### Brief
Check every line below for the word "TargetData" and copy each one that has it.

### Data shown
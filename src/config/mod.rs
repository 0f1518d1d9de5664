// src/config/mod.rs
pub mod consts;
pub mod options;

pub use options::{FetchOptions, ReportOptions, Settings, TargetOptions};
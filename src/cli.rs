// src/cli.rs
//
// Command-line frontends for the pipelines. Option precedence:
//   defaults → --config settings file → flags

use std::path::PathBuf;
use std::time::Duration;

use chrono::NaiveDate;
use clap::{Args, Parser};

use crate::config::{FetchOptions, ReportOptions, Settings, TargetOptions};
use crate::core::HttpClient;
use crate::error::Result;
use crate::log::{self, Verbosity};
use crate::progress::LogProgress;
use crate::specs::nhsn::Disease;

#[derive(Args, Debug, Clone, Default)]
pub struct CommonArgs {
    /// YAML settings file (`fetch:` / `report:` sections, all keys optional).
    #[arg(long)]
    pub config: Option<PathBuf>,

    /// Archive directory holding the snapshots and metadata.yaml.
    #[arg(long)]
    pub dataset_dir: Option<PathBuf>,

    /// Override "now" (RFC 3339, or naive in the configured timezone).
    #[arg(long)]
    pub now: Option<String>,

    #[arg(short, long, conflicts_with = "quiet")]
    pub verbose: bool,

    #[arg(short, long)]
    pub quiet: bool,
}

impl CommonArgs {
    fn settings(&self) -> Result<Settings> {
        load_settings(self.config.as_deref())
    }

    fn init_logging(&self) {
        log::init(Verbosity::from_flags(self.verbose, self.quiet));
    }
}

fn load_settings(config: Option<&std::path::Path>) -> Result<Settings> {
    match config {
        Some(path) => Settings::load(path),
        None => Ok(Settings::default()),
    }
}

/// `--x` / `--no-x` pair → explicit value, or `None` to keep the configured one.
fn switch(on: bool, off: bool) -> Option<bool> {
    match (on, off) {
        (_, true) => Some(false),
        (true, false) => Some(true),
        _ => None,
    }
}

/* ---------------- fetch ---------------- */

#[derive(Parser, Debug, Clone)]
#[command(
    name = "nhsn_fetch",
    version,
    about = "Fetch the current NHSN weekly hospital-admission release and archive it"
)]
pub struct FetchArgs {
    #[command(flatten)]
    pub common: CommonArgs,

    /// latest | preliminary (prelim) | consolidated (consol)
    #[arg(long)]
    pub release: Option<String>,

    /// Write the snapshot, latest copy and manifest entry (default).
    #[arg(long, overrides_with = "no_export")]
    pub export: bool,
    /// Resolve and fetch only; leave the archive untouched.
    #[arg(long)]
    pub no_export: bool,

    #[arg(long, overrides_with = "no_save_latest")]
    pub save_latest: bool,
    #[arg(long)]
    pub no_save_latest: bool,

    #[arg(long, overrides_with = "no_update_metadata")]
    pub update_metadata: bool,
    #[arg(long)]
    pub no_update_metadata: bool,

    /// What caused this fetch, e.g. manual or scheduled.
    #[arg(long)]
    pub fetch_trigger: Option<String>,

    /// Free text stored with the manifest entry.
    #[arg(long)]
    pub comments: Option<String>,

    /// Create an empty manifest if none exists.
    #[arg(long)]
    pub init_metadata: bool,

    #[arg(long)]
    pub entry_limit: Option<u32>,

    #[arg(long)]
    pub timeout_secs: Option<u64>,
}

impl FetchArgs {
    /// Settings file (if any) with these flags applied on top.
    pub fn options(&self) -> Result<FetchOptions> {
        let mut o = self.common.settings()?.fetch;
        if let Some(v) = &self.common.dataset_dir { o.dataset_dir = v.clone(); }
        if let Some(v) = &self.common.now { o.now = Some(v.clone()); }
        if let Some(v) = &self.release { o.release = v.clone(); }
        if let Some(v) = switch(self.export, self.no_export) { o.export = v; }
        if let Some(v) = switch(self.save_latest, self.no_save_latest) { o.save_latest = v; }
        if let Some(v) = switch(self.update_metadata, self.no_update_metadata) { o.update_metadata = v; }
        if let Some(v) = &self.fetch_trigger { o.fetch_trigger = v.clone(); }
        if let Some(v) = &self.comments { o.comments = Some(v.clone()); }
        if self.init_metadata { o.init_metadata = true; }
        if let Some(v) = self.entry_limit { o.entry_limit = v; }
        if let Some(v) = self.timeout_secs { o.timeout_secs = v; }
        Ok(o)
    }
}

pub fn run_fetch() -> color_eyre::Result<()> {
    let args = FetchArgs::parse();
    args.common.init_logging();
    let opts = args.options()?;
    // fail on a bad release name before building a client
    opts.release.parse::<crate::release::Release>()?;

    let client = HttpClient::new(Duration::from_secs(opts.timeout_secs));
    let summary = crate::runner::run_fetch(&opts, &client)?;

    println!(
        "{} release as of {} ({} rows) → {}",
        summary.channel, summary.data_updated_at, summary.rows, summary.filename
    );
    for path in &summary.files_written {
        println!("  wrote {}", path.display());
    }
    if summary.already_archived {
        println!("  note: as-of date {} was already archived", summary.as_of_date);
    }
    Ok(())
}

/* ---------------- report ---------------- */

#[derive(Parser, Debug, Clone)]
#[command(
    name = "nhsn_report",
    version,
    about = "Build the as-of revision report from the snapshot archive"
)]
pub struct ReportArgs {
    #[command(flatten)]
    pub common: CommonArgs,

    /// Leave out snapshots published before this date (YYYY-MM-DD).
    #[arg(long)]
    pub min_as_of: Option<NaiveDate>,

    #[arg(long)]
    pub default_jurisdiction: Option<String>,

    /// Initial x-axis window, in weeks back from the latest report date.
    #[arg(long)]
    pub window_weeks: Option<u32>,

    #[arg(long)]
    pub templates_dir: Option<PathBuf>,

    /// Site output directory. Cleared on every build.
    #[arg(long)]
    pub out_dir: Option<PathBuf>,
}

impl ReportArgs {
    pub fn options(&self) -> Result<ReportOptions> {
        let mut o = self.common.settings()?.report;
        if let Some(v) = &self.common.dataset_dir { o.dataset_dir = v.clone(); }
        if let Some(v) = &self.common.now { o.now = Some(v.clone()); }
        if let Some(v) = self.min_as_of { o.minimum_as_of = v; }
        if let Some(v) = &self.default_jurisdiction { o.default_jurisdiction = v.clone(); }
        if let Some(v) = self.window_weeks { o.window_weeks = v; }
        if let Some(v) = &self.templates_dir { o.templates_dir = v.clone(); }
        if let Some(v) = &self.out_dir { o.out_dir = v.clone(); }
        Ok(o)
    }
}

pub fn run_report() -> color_eyre::Result<()> {
    let args = ReportArgs::parse();
    args.common.init_logging();
    let opts = args.options()?;

    let mut progress = LogProgress::default();
    let summary = crate::report::run_report(&opts, &mut progress)?;

    println!(
        "{} snapshots (latest as of {}), {} skipped, {} figures → {}",
        summary.loaded,
        summary.latest_as_of,
        summary.skipped.len(),
        summary.figures,
        summary.index_path.display()
    );
    for s in &summary.skipped {
        println!("  skipped {s}");
    }
    Ok(())
}

/* ---------------- target ---------------- */

#[derive(Parser, Debug, Clone)]
#[command(
    name = "nhsn_target",
    version,
    about = "Build hubverse target data for one disease from the NHSN weekly dataset"
)]
pub struct TargetArgs {
    /// YAML settings file (`target:` section, all keys optional).
    #[arg(long)]
    pub config: Option<PathBuf>,

    #[arg(short, long, conflicts_with = "quiet")]
    pub verbose: bool,

    #[arg(short, long)]
    pub quiet: bool,

    /// covid | covid19 | covid-19 | c19 | influenza | flu | rsv
    #[arg(long)]
    pub disease: Option<Disease>,

    /// latest | preliminary (prelim) | consolidated (consol)
    #[arg(long)]
    pub release: Option<String>,

    /// Jurisdiction table: abbreviation, location, location_name, population.
    #[arg(long)]
    pub locations_file: Option<PathBuf>,

    /// Convert an archived snapshot instead of fetching.
    #[arg(long)]
    pub input: Option<PathBuf>,

    #[arg(long, visible_alias = "limit", short = 'l')]
    pub entry_limit: Option<u32>,

    #[arg(long)]
    pub timeout_secs: Option<u64>,

    #[arg(long, visible_alias = "export-target", overrides_with = "no_export_truth")]
    pub export_truth: bool,
    #[arg(long, visible_alias = "no-export-target")]
    pub no_export_truth: bool,

    #[arg(long, visible_alias = "target-file")]
    pub truth_file: Option<PathBuf>,

    #[arg(long, overrides_with = "no_export_nhsn")]
    pub export_nhsn: bool,
    #[arg(long)]
    pub no_export_nhsn: bool,

    #[arg(long)]
    pub nhsn_file: Option<PathBuf>,
}

impl TargetArgs {
    pub fn options(&self) -> Result<TargetOptions> {
        let mut o = load_settings(self.config.as_deref())?.target;
        if let Some(v) = self.disease { o.disease = v; }
        if let Some(v) = &self.release { o.release = v.clone(); }
        if let Some(v) = &self.locations_file { o.locations_file = v.clone(); }
        if let Some(v) = &self.input { o.input = Some(v.clone()); }
        if let Some(v) = self.entry_limit { o.entry_limit = v; }
        if let Some(v) = self.timeout_secs { o.timeout_secs = v; }
        if let Some(v) = switch(self.export_truth, self.no_export_truth) { o.export_truth = v; }
        if let Some(v) = &self.truth_file { o.truth_file = v.clone(); }
        if let Some(v) = switch(self.export_nhsn, self.no_export_nhsn) { o.export_nhsn = v; }
        if let Some(v) = &self.nhsn_file { o.nhsn_file = v.clone(); }
        Ok(o)
    }
}

pub fn run_target() -> color_eyre::Result<()> {
    let args = TargetArgs::parse();
    log::init(Verbosity::from_flags(args.verbose, args.quiet));
    let opts = args.options()?;
    if opts.input.is_none() {
        opts.release.parse::<crate::release::Release>()?;
    }

    let client = HttpClient::new(Duration::from_secs(opts.timeout_secs));
    let summary = crate::runner::run_target(&opts, &client)?;

    println!("{} target data from {}: {} rows", summary.disease.name(), summary.source, summary.rows);
    if !summary.unmatched.is_empty() {
        println!("  ignored jurisdictions: {}", summary.unmatched.join(", "));
    }
    for path in &summary.files_written {
        println!("  wrote {}", path.display());
    }
    Ok(())
}
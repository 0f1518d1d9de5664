// src/specs/target.rs
//! Hubverse target data: one disease's weekly admissions per location, plus
//! the admission rate per 100k residents.
//!
//! NHSN names jurisdictions by postal abbreviation (`CA`, `USA`, ...); the hub
//! names them by location code (`06`, `US`, ...). The join goes through a
//! locations table with at least these columns:
//!
//! ```text
//! abbreviation,location,location_name,population
//! US,US,United States,334914895
//! CA,06,California,39029342
//! ```
//!
//! Jurisdictions missing from the locations table are dropped with one warning.

use std::collections::{BTreeMap, BTreeSet};
use std::path::Path;

use chrono::NaiveDate;

use crate::config::consts::STORE_SEP;
use crate::csv::{parse_rows, rows_to_string, split_header};
use crate::error::{Error, Result};
use crate::snapshot::SnapshotTable;

use super::nhsn::Disease;

pub const TARGET_HEADER: [&str; 5] = ["date", "location", "location_name", "value", "weekly_rate"];

const LOCATION_COLUMNS: [&str; 4] = ["abbreviation", "location", "location_name", "population"];
const RATE_PER: f64 = 1e5;

/// NHSN's national jurisdiction and its abbreviation in the locations table.
const NHSN_NATIONAL: &str = "USA";
const HUB_NATIONAL: &str = "US";

#[derive(Clone, Debug, PartialEq)]
pub struct Location {
    pub abbreviation: String,
    /// Hub location code (FIPS code for states, `US` for the nation).
    pub location: String,
    pub location_name: String,
    pub population: f64,
}

/// Locations keyed by abbreviation.
#[derive(Clone, Debug, Default, PartialEq)]
pub struct Locations {
    by_abbreviation: BTreeMap<String, Location>,
}

impl Locations {
    /// Columns are found by name; extra columns are ignored. Population must
    /// be a positive number.
    pub fn from_csv(text: &str) -> std::result::Result<Self, String> {
        let (header, body) = split_header(parse_rows(text, STORE_SEP)).ok_or_else(|| s!("empty file"))?;
        let mut ix = [0usize; 4];
        for (slot, name) in ix.iter_mut().zip(LOCATION_COLUMNS) {
            *slot = header
                .iter()
                .position(|h| h.trim() == name)
                .ok_or_else(|| format!("missing column `{name}`"))?;
        }
        let [abbr_ix, loc_ix, name_ix, pop_ix] = ix;

        let mut by_abbreviation = BTreeMap::new();
        for (n, line) in body.iter().enumerate() {
            let cell = |i: usize| line.get(i).map(|c| c.trim()).unwrap_or("");
            let line_no = n + 2;
            let abbreviation = s!(cell(abbr_ix));
            if abbreviation.is_empty() {
                return Err(format!("line {line_no}: empty abbreviation"));
            }
            let population = cell(pop_ix)
                .parse::<f64>()
                .ok()
                .filter(|p| p.is_finite() && *p > 0.0)
                .ok_or_else(|| format!("line {line_no}: bad population `{}`", cell(pop_ix)))?;
            let location = Location {
                abbreviation: abbreviation.clone(),
                location: s!(cell(loc_ix)),
                location_name: s!(cell(name_ix)),
                population,
            };
            if by_abbreviation.insert(abbreviation.clone(), location).is_some() {
                return Err(format!("line {line_no}: abbreviation `{abbreviation}` listed twice"));
            }
        }
        Ok(Self { by_abbreviation })
    }

    pub fn load(path: &Path) -> Result<Self> {
        let text = std::fs::read_to_string(path).map_err(|e| Error::Locations {
            path: path.to_path_buf(),
            reason: e.to_string(),
        })?;
        let locations = Self::from_csv(&text).map_err(|reason| Error::Locations {
            path: path.to_path_buf(),
            reason,
        })?;
        logd!("Loaded {} locations from {}", locations.len(), path.display());
        Ok(locations)
    }

    pub fn get(&self, abbreviation: &str) -> Option<&Location> {
        self.by_abbreviation.get(abbreviation)
    }

    pub fn len(&self) -> usize { self.by_abbreviation.len() }
    pub fn is_empty(&self) -> bool { self.by_abbreviation.is_empty() }
}

/// NHSN jurisdiction → locations-table abbreviation.
pub fn hub_abbreviation(jurisdiction: &str) -> &str {
    if jurisdiction == NHSN_NATIONAL { HUB_NATIONAL } else { jurisdiction }
}

#[derive(Clone, Debug, PartialEq)]
pub struct TargetRow {
    pub date: NaiveDate,
    pub location: String,
    pub location_name: String,
    pub value: Option<f64>,
    /// Admissions per 100k residents. Missing when `value` is.
    pub weekly_rate: Option<f64>,
}

#[derive(Clone, Debug, PartialEq)]
pub struct TargetData {
    pub disease: Disease,
    /// Sorted by (date, location).
    pub rows: Vec<TargetRow>,
    /// Abbreviations that had no entry in the locations table, sorted.
    pub unmatched: Vec<String>,
}

impl TargetData {
    pub fn to_csv(&self) -> String {
        let fmt = |v: Option<f64>| v.map(|v| v.to_string()).unwrap_or_default();
        let rows: Vec<Vec<String>> = self
            .rows
            .iter()
            .map(|r| {
                vec![
                    r.date.format("%Y-%m-%d").to_string(),
                    r.location.clone(),
                    r.location_name.clone(),
                    fmt(r.value),
                    fmt(r.weekly_rate),
                ]
            })
            .collect();
        rows_to_string(&TARGET_HEADER, &rows, STORE_SEP)
    }
}

/// Select `disease`'s admission counts from a snapshot and join them with
/// `locations`. A snapshot without the disease's field is a `DataParse` error.
pub fn make_target_data(table: &SnapshotTable, disease: Disease, locations: &Locations) -> Result<TargetData> {
    logi!("Preparing the target data for {}...", disease.name());
    let field = disease.admissions_field();
    let idx = table
        .field_index(&field)
        .ok_or_else(|| Error::DataParse(format!("snapshot has no `{field}` column")))?;

    let mut rows = Vec::with_capacity(table.len());
    let mut unmatched = BTreeSet::new();
    for row in table.rows() {
        let abbreviation = hub_abbreviation(&row.jurisdiction);
        let Some(loc) = locations.get(abbreviation) else {
            unmatched.insert(s!(abbreviation));
            continue;
        };
        let value = row.count(idx);
        rows.push(TargetRow {
            date: row.report_date,
            location: loc.location.clone(),
            location_name: loc.location_name.clone(),
            value,
            weekly_rate: value.map(|v| v / loc.population * RATE_PER),
        });
    }

    if !unmatched.is_empty() {
        let list: Vec<&str> = unmatched.iter().map(String::as_str).collect();
        logw!(
            "{} jurisdictions not found in the locations data, ignored: {}",
            unmatched.len(),
            list.join(", ")
        );
    }

    rows.sort_by(|a, b| (a.date, a.location.as_str()).cmp(&(b.date, b.location.as_str())));
    Ok(TargetData { disease, rows, unmatched: unmatched.into_iter().collect() })
}
// src/config/consts.rs

// Remote (Socrata API on data.cdc.gov)
pub const API_BASE: &str = "https://data.cdc.gov";
pub const UUID_PRELIMINARY: &str = "mpgq-jmmr";
pub const UUID_CONSOLIDATED: &str = "ua7e-t2fy";
pub const DEFAULT_ENTRY_LIMIT: u32 = 100_000;
pub const REQUEST_TIMEOUT_SECS: u64 = 60;
pub const USER_AGENT: &str = concat!("nhsn_archive/", env!("CARGO_PKG_VERSION"));

// Archive
pub const DEFAULT_DATASET_DIR: &str = "datasets/nhsn_weekly_jurisdiction";
pub const METADATA_FILENAME: &str = "metadata.yaml";
pub const SNAPSHOT_PREFIX: &str = "nhsn_";
pub const SNAPSHOT_EXT: &str = "csv";
pub const LATEST_FILENAME: &str = "nhsn_latest.csv";
pub const STORE_SEP: char = ',';

// Columns
pub const DATE_COLUMN: &str = "weekendingdate";
pub const JURISDICTION_COLUMN: &str = "jurisdiction";
pub const COUNT_COLUMN_FMT: &str = "totalconf{}newadm"; // {} = 3-letter disease code

// Time
pub const DEFAULT_TIMEZONE: &str = "America/New_York";
pub const DEFAULT_FETCH_TRIGGER: &str = "manual";

// Report
pub const MINIMUM_AS_OF: (i32, u32, u32) = (2024, 12, 4);
pub const DEFAULT_JURISDICTION: &str = "USA";
pub const WINDOW_WEEKS: u32 = 15;
pub const TEMPLATES_DIR: &str = "templates";
pub const TEMPLATE_NAME: &str = "report.html";
pub const ASSETS: &[&str] = &["style.css", "script.js"];
pub const PAGES_DIR: &str = "pages";
pub const INDEX_FILENAME: &str = "index.html";

// Target data
pub const TARGET_RELEASE: &str = "preliminary";
pub const LOCATIONS_FILE: &str = "aux_data/us_locations.csv";
pub const TRUTH_FILE: &str = "hosp_data/truth_latest.csv";
pub const NHSN_FILE: &str = "hosp_data/NHSN/nhsn_hosp_latest.csv";
// src/core/net.rs
//
// Remote access seam. The pipelines only ever talk to a `Fetcher`; the real one is a
// blocking ureq agent with explicit timeouts, tests plug in canned JSON.

use std::time::Duration;

use serde_json::Value;

use crate::config::consts::USER_AGENT;
use crate::error::{Error, Result};

/// One GET request returning parsed JSON.
pub trait Fetcher {
    fn get_json(&self, url: &str, query: &[(&str, String)]) -> Result<Value>;
}

pub struct HttpClient {
    agent: ureq::Agent,
}

impl HttpClient {
    /// `timeout` bounds both connecting and the whole request.
    pub fn new(timeout: Duration) -> Self {
        let agent = ureq::AgentBuilder::new()
            .timeout_connect(timeout)
            .timeout(timeout)
            .user_agent(USER_AGENT)
            .build();
        Self { agent }
    }
}

impl Fetcher for HttpClient {
    fn get_json(&self, url: &str, query: &[(&str, String)]) -> Result<Value> {
        logi!("Requesting from {url}...");
        let mut req = self.agent.get(url);
        for (k, v) in query {
            req = req.query(k, v);
        }

        let resp = match req.call() {
            Ok(resp) => resp,
            Err(ureq::Error::Status(code, resp)) => {
                let text = resp.into_string().unwrap_or_default();
                return Err(Error::remote(url, format!("HTTP {code}: {}", clip(&text, 300))));
            }
            Err(err) => return Err(Error::remote(url, err)),
        };

        // Stream the body: the full dataset is larger than ureq's into_string() cap.
        let value: Value = serde_json::from_reader(resp.into_reader()).map_err(|e| {
            if e.is_io() {
                Error::remote(url, e)
            } else {
                Error::DataParse(format!("{url}: {e}"))
            }
        })?;
        logd!("Request successful: {url}");
        Ok(value)
    }
}

fn clip(s: &str, max: usize) -> &str {
    match s.char_indices().nth(max) {
        Some((i, _)) => &s[..i],
        None => s,
    }
}
// src/snapshot.rs
//
// One archived dataset instance: rows keyed by (report date, jurisdiction), one cell per
// data field. Cells stay as the text the remote sent so an archive file round-trips
// exactly; counts are parsed on demand.

use std::collections::HashSet;

use chrono::NaiveDate;

use crate::config::consts::STORE_SEP;
use crate::core::dates::parse_date_prefix;
use crate::csv::{parse_rows, rows_to_string, split_header};

#[derive(Clone, Debug, PartialEq)]
pub struct SnapshotRow {
    pub report_date: NaiveDate,
    pub jurisdiction: String,
    /// Parallel to [`SnapshotTable::fields`]. Empty string = missing.
    pub cells: Vec<String>,
}

impl SnapshotRow {
    /// Numeric value of field `idx`; empty, non-numeric or non-finite cells are `None`.
    pub fn count(&self, idx: usize) -> Option<f64> {
        self.cells
            .get(idx)
            .and_then(|c| c.trim().parse::<f64>().ok())
            .filter(|v| v.is_finite())
    }
}

/// Invariant: rows sorted by (report date, jurisdiction), keys unique.
#[derive(Clone, Debug, PartialEq)]
pub struct SnapshotTable {
    fields: Vec<String>,
    rows: Vec<SnapshotRow>,
}

impl SnapshotTable {
    /// Sorts the rows; fails on a repeated (report date, jurisdiction) key.
    pub fn new(fields: Vec<String>, mut rows: Vec<SnapshotRow>) -> Result<Self, String> {
        rows.sort_by(|a, b| {
            (a.report_date, a.jurisdiction.as_str()).cmp(&(b.report_date, b.jurisdiction.as_str()))
        });
        if let Some(w) = rows
            .windows(2)
            .find(|w| w[0].report_date == w[1].report_date && w[0].jurisdiction == w[1].jurisdiction)
        {
            return Err(format!(
                "duplicate row for {} / {}",
                w[0].report_date, w[0].jurisdiction
            ));
        }
        for r in &mut rows {
            r.cells.resize(fields.len(), s!());
        }
        Ok(Self { fields, rows })
    }

    pub fn fields(&self) -> &[String] { &self.fields }
    pub fn rows(&self) -> &[SnapshotRow] { &self.rows }
    pub fn len(&self) -> usize { self.rows.len() }
    pub fn is_empty(&self) -> bool { self.rows.is_empty() }

    pub fn field_index(&self, name: &str) -> Option<usize> {
        self.fields.iter().position(|f| f == name)
    }

    pub fn max_report_date(&self) -> Option<NaiveDate> {
        // rows are sorted by date first
        self.rows.last().map(|r| r.report_date)
    }

    /* ---------------- CSV form ---------------- */

    /// Archive form: `<date_col>,<jur_col>,<fields…>` header, one line per row.
    pub fn to_csv(&self, date_col: &str, jur_col: &str) -> String {
        let mut headers = Vec::with_capacity(self.fields.len() + 2);
        headers.push(date_col);
        headers.push(jur_col);
        headers.extend(self.fields.iter().map(String::as_str));

        let rows: Vec<Vec<String>> = self
            .rows
            .iter()
            .map(|r| {
                let mut out = Vec::with_capacity(r.cells.len() + 2);
                out.push(r.report_date.format("%Y-%m-%d").to_string());
                out.push(r.jurisdiction.clone());
                out.extend(r.cells.iter().cloned());
                out
            })
            .collect();

        rows_to_string(&headers, &rows, STORE_SEP)
    }

    /// Inverse of [`to_csv`](Self::to_csv). Key columns are found by name; unnamed
    /// columns (a leading index column in older archives) are dropped.
    pub fn from_csv(text: &str, date_col: &str, jur_col: &str) -> Result<Self, String> {
        let (header, body) = split_header(parse_rows(text, STORE_SEP))
            .ok_or_else(|| s!("empty file"))?;

        let date_ix = header.iter().position(|h| h == date_col)
            .ok_or_else(|| format!("missing column `{date_col}`"))?;
        let jur_ix = header.iter().position(|h| h == jur_col)
            .ok_or_else(|| format!("missing column `{jur_col}`"))?;

        let keep: Vec<usize> = (0..header.len())
            .filter(|&i| i != date_ix && i != jur_ix && !header[i].trim().is_empty())
            .collect();
        let fields: Vec<String> = keep.iter().map(|&i| header[i].clone()).collect();

        let mut rows = Vec::with_capacity(body.len());
        for (n, line) in body.iter().enumerate() {
            let cell = |i: usize| line.get(i).map(String::as_str).unwrap_or("");
            let report_date = parse_date_prefix(cell(date_ix))
                .ok_or_else(|| format!("row {}: bad date `{}`", n + 2, cell(date_ix)))?;
            let jurisdiction = cell(jur_ix).trim();
            if jurisdiction.is_empty() {
                return Err(format!("row {}: empty jurisdiction", n + 2));
            }
            rows.push(SnapshotRow {
                report_date,
                jurisdiction: s!(jurisdiction),
                cells: keep.iter().map(|&i| s!(cell(i))).collect(),
            });
        }

        Self::new(fields, rows)
    }
}

/// Keep the first row per key, returning how many were dropped.
pub(crate) fn dedup_keys(rows: &mut Vec<SnapshotRow>) -> usize {
    let before = rows.len();
    let mut seen = HashSet::new();
    rows.retain(|r| seen.insert((r.report_date, r.jurisdiction.clone())));
    before - rows.len()
}
// src/report/site.rs
//
// Static site export: template + assets → out_dir/{index.html, assets…}.
// Everything that can fail without touching the disk (template, render, asset
// lookup) runs before the output directory is cleared.

use std::fs;
use std::path::{Path, PathBuf};

use crate::config::consts::INDEX_FILENAME;
use crate::config::ReportOptions;
use crate::error::{Error, Result};
use crate::file::{clear_directory, copy_atomic, ensure_directory, is_empty_dir, write_atomic};

use super::page::{render, PageContext};

/// `inner` is `outer` itself or lies somewhere below it. Paths that do not
/// exist yet can contain nothing.
fn is_within(inner: &Path, outer: &Path) -> bool {
    match (inner.canonicalize(), outer.canonicalize()) {
        (Ok(inner), Ok(outer)) => inner.starts_with(outer),
        _ => false,
    }
}

/// The output directory is cleared on every build, so it must not hold the
/// archive or the templates.
fn check_out_dir(opts: &ReportOptions) -> Result<()> {
    let guarded = [("dataset", &opts.dataset_dir), ("templates", &opts.templates_dir)];
    for (what, dir) in guarded {
        if is_within(dir, &opts.out_dir) {
            return Err(Error::Config(format!(
                "output directory {} contains the {what} directory {}",
                opts.out_dir.display(),
                dir.display()
            )));
        }
    }
    Ok(())
}

/// Render the page and write the site. Returns the path of `index.html`.
pub fn export_site(opts: &ReportOptions, ctx: &PageContext) -> Result<PathBuf> {
    let template_path = opts.template_path();
    logi!("Filling template {}", template_path.display());
    let template = fs::read_to_string(&template_path).map_err(|e| Error::Template {
        path: template_path.clone(),
        reason: e.to_string(),
    })?;
    let page = render(&template, ctx).map_err(|reason| Error::Template {
        path: template_path.clone(),
        reason,
    })?;

    let assets: Vec<(PathBuf, String)> = opts
        .assets
        .iter()
        .map(|name| (opts.templates_dir.join(name), name.clone()))
        .collect();
    if let Some((missing, _)) = assets.iter().find(|(src, _)| !src.is_file()) {
        return Err(Error::MissingAsset(missing.clone()));
    }

    check_out_dir(opts)?;
    let out_dir = &opts.out_dir;

    logi!("Exporting site files to {}", out_dir.display());
    if is_empty_dir(out_dir)? {
        logd!("Export directory is empty: {}", out_dir.display());
    } else {
        logw!("Export directory is not empty; clearing {}", out_dir.display());
        let removed = clear_directory(out_dir)?;
        logd!("Removed {removed} entries");
    }
    ensure_directory(out_dir)?;

    for (src, name) in &assets {
        copy_atomic(src, &out_dir.join(name))?;
    }
    let index = out_dir.join(INDEX_FILENAME);
    write_atomic(&index, page)?;
    Ok(index)
}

### Exercise result
pub struct TargetData {
impl TargetData {
pub fn make_target_data(table: &SnapshotTable, disease: Disease, locations: &Locations) -> Result<TargetData> {
    Ok(TargetData { disease, rows, unmatched: unmatched.into_iter().collect() })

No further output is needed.